Warnings: Language? Jules make Loren uncomfortable? Loren having poor people skills?
Jules’ work shift ended with a clatter.
There were new prep cooks working that night, ones that didn’t know their way around a kitchen, and that didn’t have the sense God gave a baby. Jules spent most of the night saving pots of this and trays of that from being filled with vegetables that were cut too thick, or cut too thin, and there was little he liked less than his cooking ruined by folks that didn’t know better. He was all business in the kitchen, hair tucked under a hair net and Caesar’s kitchen whites on his long, lanky frame. He looked almost normal then, a little young to be playing chef, maybe, but that was all, and he was in a fine fiddle once the night ended, glad to let someone else deal with the prep cooks.

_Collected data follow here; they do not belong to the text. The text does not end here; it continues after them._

//! Outbound delivery helpers: text chunking, think-segment and markup
//! stripping, per-kind media caps, and verbose tool-event coalescing.
//!
//! Streaming deltas never leave the process through external messaging
//! surfaces; only the control plane sees them. The final payload is chunked
//! at the channel's cap, preferring newline then word boundaries.

use crate::envelope::MediaKind;
use std::time::{Duration, Instant};

/// Default chunk cap for WhatsApp/WebChat-class surfaces.
pub const DEFAULT_MAX_CHUNK_CHARS: usize = 4000;

/// Images above this size are clamped before reaching the agent backend.
pub const AGENT_IMAGE_CAP_BYTES: u64 = 5 * 1024 * 1024;

/// Warning line appended when a media payload could not be sent.
pub const MEDIA_FAILED_WARNING: &str = "⚠️ attachment could not be sent";

/// Per-kind media size caps in bytes.
pub fn media_cap_bytes(kind: MediaKind) -> u64 {
    match kind {
        MediaKind::Image => 6 * 1024 * 1024,
        MediaKind::Audio | MediaKind::Video => 16 * 1024 * 1024,
        MediaKind::Document => 100 * 1024 * 1024,
    }
}

/// Whether a media payload fits the per-kind cap.
pub fn media_within_cap(kind: MediaKind, size_bytes: u64) -> bool {
    size_bytes <= media_cap_bytes(kind)
}

/// Split text into chunks of at most `max_chars`, preferring newline
/// boundaries, then word boundaries, then a hard cut.
pub fn chunk_text(text: &str, max_chars: usize) -> Vec<String> {
    let max = max_chars.max(1);
    let mut out = Vec::new();
    let mut rest = text;
    while rest.chars().count() > max {
        let hard_end = rest
            .char_indices()
            .nth(max)
            .map(|(i, _)| i)
            .unwrap_or(rest.len());
        let window = &rest[..hard_end];
        let cut = window
            .rfind('\n')
            .filter(|&i| i > 0)
            .or_else(|| window.rfind(char::is_whitespace).filter(|&i| i > 0))
            .unwrap_or(hard_end);
        let (chunk, tail) = rest.split_at(cut);
        let chunk = chunk.trim_end();
        if !chunk.is_empty() {
            out.push(chunk.to_string());
        }
        rest = tail.trim_start();
        if rest.is_empty() {
            return out;
        }
    }
    if !rest.trim().is_empty() {
        out.push(rest.trim_end().to_string());
    }
    out
}

/// Remove `<think>…</think>` segments (including unterminated ones) from a
/// payload bound for an external surface.
pub fn strip_think_segments(text: &str) -> String {
    let mut out = String::with_capacity(text.len());
    let mut rest = text;
    loop {
        match rest.find("<think>") {
            Some(start) => {
                out.push_str(&rest[..start]);
                match rest[start..].find("</think>") {
                    Some(end_rel) => {
                        rest = &rest[start + end_rel + "</think>".len()..];
                    }
                    None => break, // unterminated: drop the tail
                }
            }
            None => {
                out.push_str(rest);
                break;
            }
        }
    }
    out.trim().to_string()
}

/// Strip simple markup tags (`<b>`, `*`, `_`, backticks) so content checks
/// like the heartbeat OK filter see plain text.
pub fn strip_markup(text: &str) -> String {
    let mut out = String::with_capacity(text.len());
    let mut in_tag = false;
    for c in text.chars() {
        match c {
            '<' => in_tag = true,
            '>' => in_tag = false,
            '*' | '_' | '`' | '~' => {}
            c if !in_tag => out.push(c),
            _ => {}
        }
    }
    out
}

/// Suffix appended when a timed-out run delivers its partial output. This is
/// the only path where partial text reaches an external surface.
pub const TIMEOUT_SUFFIX: &str = "(truncated due to timeout)";

pub fn timeout_partial(partial: &str, max_chars: usize) -> String {
    let cap = if max_chars == 0 { 800 } else { max_chars.min(800) };
    let taken: String = partial.chars().take(cap).collect();
    format!("{}\n{}", taken.trim_end(), TIMEOUT_SUFFIX)
}

/// Tools whose result previews are forwarded in `verbose full` mode.
const PREVIEW_TOOLS: [&str; 5] = ["bash", "read", "edit", "write", "attach"];
const PREVIEW_MAX_CHARS: usize = 200;
const COALESCE_WINDOW: Duration = Duration::from_millis(1000);

/// Coalesces tool events for verbose forwarding: successive events for the
/// same tool within one second merge into a single `[🛠️ tool] arg1, arg2`
/// line. Feed events in arrival order; `flush` returns a formatted line when
/// a batch closes.
pub struct ToolCoalescer {
    full: bool,
    current: Option<Batch>,
}

struct Batch {
    tool: String,
    args: Vec<String>,
    last_event: Instant,
}

impl ToolCoalescer {
    pub fn new(full: bool) -> Self {
        Self {
            full,
            current: None,
        }
    }

    /// Record a tool_start. Returns a finished line when the previous batch
    /// closed (different tool or outside the merge window).
    pub fn tool_start(&mut self, tool: &str, arg: Option<&str>) -> Option<String> {
        let now = Instant::now();
        let mut flushed = None;
        let same_batch = self
            .current
            .as_ref()
            .map(|b| b.tool == tool && now.duration_since(b.last_event) < COALESCE_WINDOW)
            .unwrap_or(false);
        if !same_batch {
            flushed = self.flush();
            self.current = Some(Batch {
                tool: tool.to_string(),
                args: Vec::new(),
                last_event: now,
            });
        }
        if let Some(b) = self.current.as_mut() {
            if let Some(a) = arg {
                let a = a.trim();
                if !a.is_empty() {
                    b.args.push(a.to_string());
                }
            }
            b.last_event = now;
        }
        flushed
    }

    /// Record a tool_end; in `full` mode, preview lines for curated tools are
    /// returned immediately.
    pub fn tool_end(&mut self, tool: &str, preview: Option<&str>) -> Option<String> {
        if let Some(b) = self.current.as_mut() {
            if b.tool == tool {
                b.last_event = Instant::now();
            }
        }
        if !self.full {
            return None;
        }
        let preview = preview?.trim();
        if preview.is_empty() || !PREVIEW_TOOLS.contains(&tool) {
            return None;
        }
        let truncated: String = preview.chars().take(PREVIEW_MAX_CHARS).collect();
        Some(format!("[🛠️ {}] → {}", tool, truncated))
    }

    /// Close and format the current batch, if any.
    pub fn flush(&mut self) -> Option<String> {
        let b = self.current.take()?;
        if b.args.is_empty() {
            Some(format!("[🛠️ {}]", b.tool))
        } else if b.args.len() == 1 {
            Some(format!("[🛠️ {} {}]", b.tool, b.args[0]))
        } else {
            Some(format!("[🛠️ {}] {}", b.tool, b.args.join(", ")))
        }
    }
}

#[cfg(test)]
mod tests {
    use super::*;

    #[test]
    fn chunking_prefers_newlines_then_words() {
        let text = "line one\nline two\nline three";
        let chunks = chunk_text(text, 12);
        assert_eq!(chunks, vec!["line one", "line two", "line three"]);

        let text = "word word word word";
        let chunks = chunk_text(text, 10);
        assert!(chunks.iter().all(|c| c.chars().count() <= 10));
        assert_eq!(chunks.join(" "), text);
    }

    #[test]
    fn chunking_handles_no_boundaries() {
        let text = "a".repeat(25);
        let chunks = chunk_text(&text, 10);
        assert_eq!(chunks.len(), 3);
        assert_eq!(chunks[0].len(), 10);
        assert_eq!(chunks[2].len(), 5);
    }

    #[test]
    fn short_text_is_one_chunk() {
        assert_eq!(chunk_text("hello", 4000), vec!["hello".to_string()]);
        assert!(chunk_text("   ", 4000).is_empty());
    }

    #[test]
    fn think_segments_are_stripped() {
        assert_eq!(
            strip_think_segments("<think>hmm</think>Hello"),
            "Hello"
        );
        assert_eq!(
            strip_think_segments("A<think>x</think>B<think>y</think>C"),
            "ABC"
        );
        assert_eq!(strip_think_segments("ok<think>trailing"), "ok");
        assert_eq!(strip_think_segments("plain"), "plain");
    }

    #[test]
    fn markup_stripping_flattens_tags() {
        assert_eq!(strip_markup("<b>HEARTBEAT_OK</b>"), "HEARTBEAT_OK");
        assert_eq!(strip_markup("*bold* _it_ `code`"), "bold it code");
    }

    #[test]
    fn media_caps_per_kind() {
        assert!(media_within_cap(MediaKind::Image, 6 * 1024 * 1024));
        assert!(!media_within_cap(MediaKind::Image, 7 * 1024 * 1024));
        assert!(media_within_cap(MediaKind::Video, 16 * 1024 * 1024));
        assert!(!media_within_cap(MediaKind::Audio, 17 * 1024 * 1024));
        assert!(media_within_cap(MediaKind::Document, 100 * 1024 * 1024));
    }

    #[test]
    fn coalescer_merges_same_tool_args() {
        let mut c = ToolCoalescer::new(false);
        assert_eq!(c.tool_start("read", Some("a.txt")), None);
        assert_eq!(c.tool_start("read", Some("b.txt")), None);
        assert_eq!(c.flush(), Some("[🛠️ read] a.txt, b.txt".to_string()));
    }

    #[test]
    fn coalescer_flushes_on_tool_change() {
        let mut c = ToolCoalescer::new(false);
        c.tool_start("read", Some("a.txt"));
        let flushed = c.tool_start("bash", Some("ls"));
        assert_eq!(flushed, Some("[🛠️ read a.txt]".to_string()));
        assert_eq!(c.flush(), Some("[🛠️ bash ls]".to_string()));
    }

    #[test]
    fn full_mode_previews_curated_tools_only() {
        let mut c = ToolCoalescer::new(true);
        c.tool_start("bash", Some("ls"));
        let p = c.tool_end("bash", Some("file1\nfile2"));
        assert_eq!(p, Some("[🛠️ bash] → file1\nfile2".to_string()));
        assert_eq!(c.tool_end("websearch", Some("results")), None);

        let long = "x".repeat(500);
        let p = c.tool_end("read", Some(&long)).unwrap();
        assert!(p.chars().count() <= PREVIEW_MAX_CHARS + 16);
    }

    #[test]
    fn timeout_partial_is_capped_and_labelled() {
        let partial = "y".repeat(2000);
        let out = timeout_partial(&partial, 0);
        assert!(out.ends_with(TIMEOUT_SUFFIX));
        assert!(out.chars().count() <= 800 + TIMEOUT_SUFFIX.len() + 1);
    }
}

Duffle over his shoulder, Jules left the kitchen and winked at the attendant at Caesar’s spa, walking on in and using one of the changing rooms to wash up and discard the night’s sauces and desserts. By the time he walked back on out, a wink for the attendant, he was dressed in a long cream-white gypsy skirt, all soft and feminine and bells at the drawstring waist. He paired it with a simple, gray, long-sleeved shirt, holes for his thumbs and a thick black belt low on his hips over the thin white of the skirt. He had boots on his feet, gloss on his lips, and his hair was pale blond, long and loose along his back. He was all straight up and down, hip bones just visible beneath the shirt’s gray, and he was just the right height to make things confusing. Not tall enough to definitely be a man, not too tall to be a tall woman. He drew attention, but he liked it that way, and he stashed the duffle in the kitchen and went looking for trouble.

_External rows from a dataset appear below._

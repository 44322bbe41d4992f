//! Cron jobs: persisted interval schedules that fire agent prompts as
//! forced-sync admissions. Schedules use the `every:<interval>` form
//! ("every:5m", "every:1h"); `runNow` bypasses the schedule.

use crate::config;
use crate::scheduler::{PromptRequest, RunOrigin, Scheduler};
use crate::session::QueueMode;
use crate::store::{self, JsonFile};
use anyhow::Result;
use serde::{Deserialize, Serialize};
use std::collections::HashMap;
use std::sync::Arc;
use std::time::Duration;
use tokio::sync::RwLock;

const TICK: Duration = Duration::from_secs(10);

#[derive(Debug, Clone, Serialize, Deserialize)]
#[serde(rename_all = "camelCase")]
pub struct CronJob {
    pub id: String,
    /// `every:<interval>`, e.g. "every:30m".
    pub schedule: String,
    pub message: String,
    #[serde(default, skip_serializing_if = "Option::is_none")]
    pub session_key: Option<String>,
    #[serde(default = "default_enabled")]
    pub enabled: bool,
    #[serde(default)]
    pub last_run_ms: i64,
}

fn default_enabled() -> bool {
    true
}

/// Parse the interval from an `every:` schedule.
pub fn schedule_interval(schedule: &str) -> Option<Duration> {
    schedule
        .trim()
        .strip_prefix("every:")
        .and_then(config::parse_interval)
}

type JobIndex = HashMap<String, CronJob>;

/// Persistent job store at `<state_dir>/cron.json` plus the firing loop.
pub struct CronService {
    file: JsonFile,
    jobs: RwLock<JobIndex>,
    scheduler: Scheduler,
    default_session_key: String,
}

impl CronService {
    pub async fn load(
        state_dir: &std::path::Path,
        scheduler: Scheduler,
        default_session_key: String,
    ) -> Self {
        let file = JsonFile::new(state_dir.join("cron.json"));
        let jobs: JobIndex = file.read().await.ok().flatten().unwrap_or_default();
        Self {
            file,
            jobs: RwLock::new(jobs),
            scheduler,
            default_session_key,
        }
    }

    pub async fn list(&self) -> Vec<CronJob> {
        let g = self.jobs.read().await;
        let mut jobs: Vec<CronJob> = g.values().cloned().collect();
        jobs.sort_by(|a, b| a.id.cmp(&b.id));
        jobs
    }

    pub async fn add(
        &self,
        schedule: String,
        message: String,
        session_key: Option<String>,
    ) -> Result<CronJob> {
        if schedule_interval(&schedule).is_none() {
            anyhow::bail!("invalid schedule: {} (use every:<interval>)", schedule);
        }
        if message.trim().is_empty() {
            anyhow::bail!("cron message must not be empty");
        }
        let job = CronJob {
            id: format!("cron-{}", uuid::Uuid::new_v4()),
            schedule,
            message,
            session_key,
            enabled: true,
            // First fire comes one interval after creation.
            last_run_ms: store::now_ms(),
        };
        let mut g = self.jobs.write().await;
        g.insert(job.id.clone(), job.clone());
        self.file.write(&*g).await?;
        Ok(job)
    }

    pub async fn remove(&self, id: &str) -> Result<bool> {
        let mut g = self.jobs.write().await;
        let existed = g.remove(id).is_some();
        if existed {
            self.file.write(&*g).await?;
        }
        Ok(existed)
    }

    /// Fire one job immediately, ignoring its schedule.
    pub async fn run_now(&self, id: &str) -> Result<()> {
        let job = {
            let g = self.jobs.read().await;
            g.get(id).cloned()
        };
        let Some(job) = job else {
            anyhow::bail!("unknown cron job: {}", id)
        };
        self.fire(&job).await;
        self.stamp(id).await
    }

    /// Spawn the firing loop.
    pub fn start(self: Arc<Self>) {
        tokio::spawn(async move {
            loop {
                tokio::time::sleep(TICK).await;
                self.tick().await;
            }
        });
    }

    async fn tick(&self) {
        let due: Vec<CronJob> = {
            let g = self.jobs.read().await;
            let now = store::now_ms();
            g.values()
                .filter(|j| j.enabled)
                .filter(|j| {
                    schedule_interval(&j.schedule)
                        .map(|every| now - j.last_run_ms >= every.as_millis() as i64)
                        .unwrap_or(false)
                })
                .cloned()
                .collect()
        };
        for job in due {
            log::info!("cron job {} due, firing", job.id);
            self.fire(&job).await;
            if let Err(e) = self.stamp(&job.id).await {
                log::warn!("cron stamp failed: {}", e);
            }
        }
    }

    async fn fire(&self, job: &CronJob) {
        let key = job
            .session_key
            .clone()
            .unwrap_or_else(|| self.default_session_key.clone());
        let mut request = PromptRequest::user(&key, &job.message);
        request.origin = RunOrigin::Cron;
        request.forced = true;
        request.queue_mode = QueueMode::Queue;
        self.scheduler.submit(request).await;
    }

    async fn stamp(&self, id: &str) -> Result<()> {
        let mut g = self.jobs.write().await;
        if let Some(j) = g.get_mut(id) {
            j.last_run_ms = store::now_ms();
            self.file.write(&*g).await?;
        }
        Ok(())
    }
}
//! Inbound event pipeline and run execution.
//!
//! Every transport feeds envelopes into [`Pipeline::handle_envelope`]:
//! dedupe → authorization → stop words → directives → session routing →
//! scheduler admission. The [`AgentExecutor`] carries a run end to end:
//! worker invocation with model fallback, event pumping (streaming to the
//! control plane, verbose tool lines to the transport), and final delivery.

use crate::agent::{
    run_with_fallback, AgentWorker, FallbackPolicy, RunRequest, WorkerEvent,
};
use crate::authz::{self, Decision};
use crate::channels::{ChannelRegistry, SendOptions};
use crate::config::{self, ConfigHandle};
use crate::directives::{self, Directive, Parsed, QueueDirective};
use crate::envelope::{Channel, ChatType, Envelope};
use crate::error::GatewayError;
use crate::outbound;
use crate::scheduler::{
    DeliveryRoute, PromptRequest, RunContext, RunExecutor, RunOrigin, RunOutcome, Scheduler,
};
use crate::session::{self, QueueMode, SessionStore, ThinkingLevel, TranscriptEntry, VerboseMode};
use crate::store;
use async_trait::async_trait;
use serde_json::json;
use std::collections::{HashSet, VecDeque};
use std::sync::Arc;
use tokio::sync::{broadcast, mpsc, Mutex};

const DEDUPE_WINDOW: usize = 512;
const ABORT_REMINDER: &str =
    "Note: the previous run was aborted by the user before it finished.";

/// Assumed context window for the `/status` percentage.
const CONTEXT_WINDOW_TOKENS: u64 = 200_000;

/// Shared services threaded through the pipeline and executor; tests build
/// their own with fakes.
pub struct PipelineContext {
    pub config: ConfigHandle,
    pub sessions: Arc<SessionStore>,
    pub registry: Arc<ChannelRegistry>,
    pub worker: AgentWorker,
    /// Serialized control-plane event frames.
    pub event_tx: broadcast::Sender<String>,
}

/// The inbound pipeline. Owns dedupe state and submits to the scheduler.
pub struct Pipeline {
    ctx: Arc<PipelineContext>,
    scheduler: Scheduler,
    seen: Mutex<(VecDeque<String>, HashSet<String>)>,
}

impl Pipeline {
    pub fn new(ctx: Arc<PipelineContext>, scheduler: Scheduler) -> Self {
        Self {
            ctx,
            scheduler,
            seen: Mutex::new((VecDeque::new(), HashSet::new())),
        }
    }

    pub fn scheduler(&self) -> &Scheduler {
        &self.scheduler
    }

    /// Spawn the pipeline loop over an envelope channel.
    pub fn start(self: Arc<Self>, mut inbound_rx: mpsc::Receiver<Envelope>) {
        tokio::spawn(async move {
            while let Some(envelope) = inbound_rx.recv().await {
                self.handle_envelope(envelope).await;
            }
            log::debug!("inbound pipeline stopped");
        });
    }

    /// Process one normalized inbound message.
    pub async fn handle_envelope(&self, envelope: Envelope) {
        if self.is_duplicate(&envelope).await {
            log::debug!("duplicate message {} dropped", envelope.message_id);
            return;
        }
        let cfg = self.ctx.config.get().await;
        let channel_cfg = config::channel_config(&cfg, envelope.channel).clone();
        let key = session::session_key(
            &cfg.session.agent_id,
            envelope.channel,
            envelope.chat_type,
            &envelope.chat_key,
            cfg.session.collapse_direct_to_main,
        );
        let session = self.ctx.sessions.get(&key).await;

        match authz::authorize(&envelope, &channel_cfg, &session, &channel_cfg.bot_ids) {
            Decision::Deny => {
                log::info!(
                    "unauthorized {} message from {} dropped",
                    envelope.channel,
                    envelope.from
                );
                return;
            }
            Decision::Allow { mention_only } => {
                if mention_only {
                    log::info!("mention-only turn admitted for {}", envelope.chat_key);
                }
            }
        }

        let route = DeliveryRoute {
            channel: envelope.channel,
            to: envelope.chat_key.clone(),
            account_id: envelope.account_id.clone(),
        };

        // Stop words and directives act before any scheduling.
        let (body, thinking_override, verbose_override) =
            match directives::parse(&envelope.body) {
                Parsed::Stop => {
                    if let Err(e) = self
                        .ctx
                        .sessions
                        .update(&key, |s| s.aborted = true)
                        .await
                    {
                        log::warn!("session store write failed: {}", e);
                    }
                    self.reply(&route, "Agent was aborted.").await;
                    return;
                }
                Parsed::Invalid { hint } => {
                    self.reply(&route, &hint).await;
                    return;
                }
                Parsed::Directive(directive) => {
                    match self
                        .apply_directive(&key, &envelope, &route, directive, &cfg)
                        .await
                    {
                        Some(inline) => inline,
                        None => return, // directive-only; confirmation already sent
                    }
                }
                Parsed::None => (envelope.body.clone(), None, None),
            };

        // Route bookkeeping for "reply to last" targets. Heartbeats never come
        // through here, and display-only node events must not steal the route.
        if envelope.deliver {
            if let Err(e) = self
                .ctx
                .sessions
                .update_quiet(&key, |s| {
                    s.last_channel = Some(envelope.channel);
                    s.last_provider = Some(envelope.provider.clone());
                    s.last_to = Some(envelope.chat_key.clone());
                })
                .await
            {
                log::warn!("session store write failed: {}", e);
            }
        }

        let queue_mode = resolve_queue_mode(&cfg, &channel_cfg, &session, envelope.channel);
        let mut request = PromptRequest::user(&key, &body);
        request.chat_type = envelope.chat_type;
        request.from = Some(envelope.from.clone());
        request.origin = RunOrigin::User;
        request.deliver = envelope.deliver;
        request.route = Some(route);
        request.thinking = thinking_override;
        request.verbose = verbose_override;
        request.media = envelope.media.clone();
        request.queue_mode = queue_mode;
        self.scheduler.submit(request).await;
    }

    async fn is_duplicate(&self, envelope: &Envelope) -> bool {
        let id = format!("{}:{}", envelope.channel, envelope.message_id);
        let mut g = self.seen.lock().await;
        if g.1.contains(&id) {
            return true;
        }
        g.0.push_back(id.clone());
        g.1.insert(id);
        if g.0.len() > DEDUPE_WINDOW {
            if let Some(old) = g.0.pop_front() {
                g.1.remove(&old);
            }
        }
        false
    }

    /// Apply a directive. Returns `Some((body, thinking, verbose))` when an
    /// inline remainder should still run this turn, `None` when the message
    /// was directive-only.
    async fn apply_directive(
        &self,
        key: &str,
        envelope: &Envelope,
        route: &DeliveryRoute,
        directive: Directive,
        cfg: &config::Config,
    ) -> Option<(String, Option<ThinkingLevel>, Option<VerboseMode>)> {
        match directive {
            Directive::Think { level, rest } => match rest {
                Some(body) => Some((body, Some(level), None)),
                None => {
                    self.update_session(key, |s| s.thinking_level = level).await;
                    self.reply(
                        route,
                        &directives::confirmation(&Directive::Think { level, rest: None }),
                    )
                    .await;
                    None
                }
            },
            Directive::Verbose { mode, rest } => match rest {
                Some(body) => Some((body, None, Some(mode))),
                None => {
                    self.update_session(key, |s| s.verbose = mode).await;
                    self.reply(
                        route,
                        &directives::confirmation(&Directive::Verbose { mode, rest: None }),
                    )
                    .await;
                    None
                }
            },
            Directive::Queue(q) => {
                let value = match q {
                    QueueDirective::Mode(m) => Some(m),
                    QueueDirective::Reset => None,
                };
                self.update_session(key, |s| s.queue_mode = value).await;
                self.reply(route, &directives::confirmation(&Directive::Queue(q)))
                    .await;
                None
            }
            Directive::New => {
                self.update_session(key, |s| {
                    s.session_id = None;
                    s.primed = false;
                })
                .await;
                self.reply(route, &directives::confirmation(&Directive::New))
                    .await;
                None
            }
            Directive::Model(model_ref) => {
                if !model_allowed(cfg, &model_ref) {
                    let allowed = allowed_model_refs(cfg).join(", ");
                    self.reply(
                        route,
                        &format!("Unknown model: {}. Available: {}", model_ref, allowed),
                    )
                    .await;
                    return None;
                }
                let resolved = cfg
                    .agent
                    .model_aliases
                    .get(&model_ref)
                    .cloned()
                    .unwrap_or_else(|| model_ref.clone());
                self.update_session(key, |s| s.model_override = Some(resolved))
                    .await;
                self.reply(
                    route,
                    &directives::confirmation(&Directive::Model(model_ref)),
                )
                .await;
                None
            }
            Directive::Status => {
                let text = self.status_text(key).await;
                self.reply(route, &text).await;
                None
            }
            Directive::Restart => {
                if !authz::is_admin(&cfg.admin, &envelope.from) {
                    self.reply(route, "Restart is limited to admins.").await;
                    return None;
                }
                self.reply(route, "Restarting gateway.").await;
                let frame = json!({ "event": "restart", "payload": {} });
                if let Ok(line) = serde_json::to_string(&frame) {
                    let _ = self.ctx.event_tx.send(line);
                }
                None
            }
        }
    }

    async fn status_text(&self, key: &str) -> String {
        let session = self.ctx.sessions.get(key).await;
        let cfg = self.ctx.config.get().await;
        let model = session
            .model_override
            .clone()
            .unwrap_or_else(|| config::resolve_model(&cfg).primary);
        let context_pct = session
            .context_used
            .map(|used| format!("{:.0}%", (used as f64 / CONTEXT_WINDOW_TOKENS as f64) * 100.0))
            .unwrap_or_else(|| "n/a".to_string());
        let whatsapp = self.ctx.registry.get(Channel::Whatsapp).await;
        let creds = whatsapp
            .and_then(|h| h.last_linked_at_ms())
            .map(|ms| {
                chrono::DateTime::from_timestamp_millis(ms)
                    .map(|t| t.format("%Y-%m-%d %H:%M UTC").to_string())
                    .unwrap_or_else(|| ms.to_string())
            })
            .unwrap_or_else(|| "never".to_string());
        format!(
            "Session {}\nmodel: {}\nthinking: {} | verbose: {}\ncontext: {}\nruns in flight: {}\nwhatsapp creds refresh: {}",
            key,
            model,
            session.thinking_level.as_str(),
            session.verbose.as_str(),
            context_pct,
            self.scheduler.in_flight(),
            creds,
        )
    }

    async fn update_session<F: FnOnce(&mut session::Session)>(&self, key: &str, f: F) {
        if let Err(e) = self.ctx.sessions.update(key, f).await {
            log::warn!("session store write failed: {}", e);
        }
    }

    /// Send a short reply (confirmations, hints) straight to the transport.
    async fn reply(&self, route: &DeliveryRoute, text: &str) {
        deliver_text(&self.ctx, route, text).await;
    }
}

Now, Jules’ brand of trouble came straight, and it came masculine, and it came broad in the shoulders and with a glint of trouble in its eye. He played with other things, but that was his favorite flavor, and he knew he was looking for something just like that this evening. See, Jules was actually hunting someone down, someone particular. He only had a vague inkling of what the man looked like, the memory not being real clear, seeing as it wasn’t actually his, but he knew the man worked security at the hotel, and he knew the man’s name was Loren, and Jules had no issue getting close enough to read nametags.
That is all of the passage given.